A lot of people complain about the repetitiveness of rectangular buildings. They’re everywhere. You’re probably sitting in a rectangular-shaped building right now. Not only theoreticians and critics but also ordinary users agree that rectangle-shaped buildings are monotonous and lack character. Why did most of us end up living in boxes?
All over the world, orthogonal and rectangle-shaped buildings are the most common. Decades ago, the Greeks built rectangular plan temples, as did the ancient Egyptians.
Why do constructors prefer rectangular buildings?
However, the question is, why do most architects and builders make rectangular buildings in the first place? And is it that easy to create other shapes just because they’re less “boring”?

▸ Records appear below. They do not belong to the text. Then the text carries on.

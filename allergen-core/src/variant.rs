//! Per-variant field layouts for the 83/26 templates
//!
//! A variant is a (company-type, form-type) pair. Each one names its
//! template, its output filename pattern and, once known, the layout of the
//! cells the populator reads and writes. Descriptors without a layout are
//! declared placeholders and resolve to [`ConvertError::UnimplementedVariant`].

use serde::{Deserialize, Serialize};
use std::collections::{BTreeMap, HashSet};
use std::fmt;
use std::str::FromStr;

use crate::error::{ConvertError, Result};
use crate::template::{CellRef, ColumnRef};

/// Which pair of templates governs a conversion
#[derive(Debug, Clone, Copy, PartialEq, Eq, Hash, PartialOrd, Ord, Serialize, Deserialize)]
#[serde(rename_all = "lowercase")]
pub enum CompanyType {
    Cff,
    Hp,
}

impl CompanyType {
    pub const ALL: [CompanyType; 2] = [CompanyType::Cff, CompanyType::Hp];
}

impl fmt::Display for CompanyType {
    fn fmt(&self, f: &mut fmt::Formatter<'_>) -> fmt::Result {
        match self {
            CompanyType::Cff => f.write_str("CFF"),
            CompanyType::Hp => f.write_str("HP"),
        }
    }
}

impl FromStr for CompanyType {
    type Err = String;

    fn from_str(s: &str) -> Result<Self, Self::Err> {
        match s.trim().to_ascii_lowercase().as_str() {
            "cff" => Ok(CompanyType::Cff),
            "hp" => Ok(CompanyType::Hp),
            other => Err(format!("unknown company type '{}'", other)),
        }
    }
}

/// Output form produced by a conversion
#[derive(Debug, Clone, Copy, PartialEq, Eq, Hash, PartialOrd, Ord, Serialize, Deserialize)]
pub enum FormType {
    /// Per-substance disclosure
    #[serde(rename = "detail-83")]
    Detail83,
    /// Aggregated disclosure
    #[serde(rename = "consolidated-26")]
    Consolidated26,
}

impl FormType {
    pub const ALL: [FormType; 2] = [FormType::Detail83, FormType::Consolidated26];

    /// Long name used in configuration files
    pub fn label(self) -> &'static str {
        match self {
            FormType::Detail83 => "detail-83",
            FormType::Consolidated26 => "consolidated-26",
        }
    }
}

impl fmt::Display for FormType {
    fn fmt(&self, f: &mut fmt::Formatter<'_>) -> fmt::Result {
        match self {
            FormType::Detail83 => f.write_str("83"),
            FormType::Consolidated26 => f.write_str("26"),
        }
    }
}

impl FromStr for FormType {
    type Err = String;

    fn from_str(s: &str) -> Result<Self, Self::Err> {
        match s.trim().to_ascii_lowercase().as_str() {
            "83" | "detail-83" | "detail" => Ok(FormType::Detail83),
            "26" | "consolidated-26" | "consolidated" => Ok(FormType::Consolidated26),
            other => Err(format!("unknown form type '{}'", other)),
        }
    }
}

/// Fixed cell positions of one template
#[derive(Debug, Clone, PartialEq, Serialize, Deserialize)]
pub struct FieldLayout {
    /// Column whose text embeds CAS numbers
    pub label_column: ColumnRef,
    /// Column receiving the matched source value
    pub target_column: ColumnRef,
    pub customer_cell: CellRef,
    pub product_cell: CellRef,
    pub date_cell: CellRef,
    /// Cleanup run before population
    #[serde(default)]
    pub housekeeping: Option<Housekeeping>,
}

impl FieldLayout {
    fn validate(&self, variant: &str) -> Result<()> {
        if self.label_column == self.target_column {
            return Err(ConvertError::Config(format!(
                "{}: label and target column are both {}",
                variant, self.label_column
            )));
        }

        let cells = [self.customer_cell, self.product_cell, self.date_cell];
        if cells.iter().collect::<HashSet<_>>().len() != cells.len() {
            return Err(ConvertError::Config(format!(
                "{}: customer, product and date cells must be distinct",
                variant
            )));
        }

        if let Some(Housekeeping {
            remove_sheet: Some(sheet),
            ..
        }) = &self.housekeeping
            && sheet.trim().is_empty()
        {
            return Err(ConvertError::Config(format!(
                "{}: housekeeping remove_sheet is empty",
                variant
            )));
        }

        Ok(())
    }
}

/// Template cleanup applied before the row walk
#[derive(Debug, Clone, PartialEq, Serialize, Deserialize)]
pub struct Housekeeping {
    /// Clear formulas from the target column
    #[serde(default = "default_true")]
    pub strip_target_formulas: bool,
    /// Secondary sheet dropped from the output
    #[serde(default)]
    pub remove_sheet: Option<String>,
}

fn default_true() -> bool {
    true
}

/// Everything the converter needs to know about one variant
#[derive(Debug, Clone, PartialEq, Serialize, Deserialize)]
pub struct VariantDescriptor {
    pub company: CompanyType,
    pub form: FormType,
    /// Template name in the template store
    pub template: String,
    /// Output filename pattern; `{product}`, `{customer}`, `{company}` and `{form}` are substituted
    #[serde(default)]
    pub output_name: Option<String>,
    /// Absent while the variant is only declared
    #[serde(default)]
    pub layout: Option<FieldLayout>,
}

impl VariantDescriptor {
    pub fn is_implemented(&self) -> bool {
        self.layout.is_some()
    }

    /// Layout of an implemented variant
    pub fn layout(&self) -> Result<&FieldLayout> {
        self.layout
            .as_ref()
            .ok_or(ConvertError::UnimplementedVariant {
                company: self.company,
                form: self.form,
            })
    }

    /// Suggested filename of the converted document
    pub fn output_filename(&self, product_name: &str, customer_name: &str) -> String {
        let pattern = self
            .output_name
            .as_deref()
            .unwrap_or("{company}_{form}_Converted.xlsx");
        pattern
            .replace("{product}", product_name)
            .replace("{customer}", customer_name)
            .replace("{company}", &self.company.to_string())
            .replace("{form}", &self.form.to_string())
    }

    pub fn validate(&self) -> Result<()> {
        let name = format!("{} {}", self.company, self.form);
        if self.template.trim().is_empty() {
            return Err(ConvertError::Config(format!("{}: template name is empty", name)));
        }
        match &self.layout {
            Some(layout) => layout.validate(&name),
            None => Ok(()),
        }
    }
}

/// Descriptors keyed by (company-type, form-type)
#[derive(Debug, Clone, Default)]
pub struct VariantRegistry {
    variants: BTreeMap<(CompanyType, FormType), VariantDescriptor>,
}

impl VariantRegistry {
    /// Empty registry
    pub fn new() -> Self {
        Self::default()
    }

    /// The four known variants; HP layouts are placeholders
    pub fn builtin() -> Self {
        let mut registry = Self::new();

        registry.register(VariantDescriptor {
            company: CompanyType::Cff,
            form: FormType::Detail83,
            template: "83 CFF.xlsx".to_string(),
            output_name: Some("83 ALLERGENS {product}.xlsx".to_string()),
            layout: Some(FieldLayout {
                label_column: ColumnRef(1),
                target_column: ColumnRef(3),
                customer_cell: CellRef::new(2, 2),
                product_cell: CellRef::new(3, 2),
                date_cell: CellRef::new(4, 2),
                housekeeping: Some(Housekeeping {
                    strip_target_formulas: true,
                    remove_sheet: Some("Sheet2".to_string()),
                }),
            }),
        });

        registry.register(VariantDescriptor {
            company: CompanyType::Cff,
            form: FormType::Consolidated26,
            template: "26 통합.xlsx".to_string(),
            output_name: Some("ALLERGEN {product}.xlsx".to_string()),
            layout: Some(FieldLayout {
                label_column: ColumnRef(0),
                target_column: ColumnRef(2),
                customer_cell: CellRef::new(1, 1),
                product_cell: CellRef::new(2, 1),
                date_cell: CellRef::new(1, 5),
                housekeeping: None,
            }),
        });

        registry.register(VariantDescriptor {
            company: CompanyType::Hp,
            form: FormType::Detail83,
            template: "83 HP.xlsx".to_string(),
            output_name: Some("HP_83_Converted.xlsx".to_string()),
            layout: None,
        });

        registry.register(VariantDescriptor {
            company: CompanyType::Hp,
            form: FormType::Consolidated26,
            template: "26 통합.xlsx".to_string(),
            output_name: Some("HP_26_Converted.xlsx".to_string()),
            layout: None,
        });

        registry
    }

    /// Add or replace a descriptor, returning the one it replaced
    pub fn register(&mut self, descriptor: VariantDescriptor) -> Option<VariantDescriptor> {
        self.variants
            .insert((descriptor.company, descriptor.form), descriptor)
    }

    pub fn get(&self, company: CompanyType, form: FormType) -> Option<&VariantDescriptor> {
        self.variants.get(&(company, form))
    }

    /// Descriptor and layout of an implemented variant
    pub fn resolve(
        &self,
        company: CompanyType,
        form: FormType,
    ) -> Result<(&VariantDescriptor, &FieldLayout)> {
        let descriptor = self
            .get(company, form)
            .ok_or(ConvertError::UnimplementedVariant { company, form })?;
        Ok((descriptor, descriptor.layout()?))
    }

    pub fn iter(&self) -> impl Iterator<Item = &VariantDescriptor> {
        self.variants.values()
    }
}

1. Rectangular-shaped products
The problem is not the rectangle but the products we use to build this rectangle. Without creating products, our current built environment would not be what it is today. People prioritize the efficiency of construction, and the fast and easy way to build is by using rectangular-shaped building blocks. Concrete bricks or rectangular steel beams would inevitably result in rectangle-shaped designs.
The freedom to design any form does not come easily, mainly if you are bounded to a cataloged book of parts. It is even more challenging if you have the extra constraint of a low budget. Not to mention, these forms also give the user the feasibility of expansion.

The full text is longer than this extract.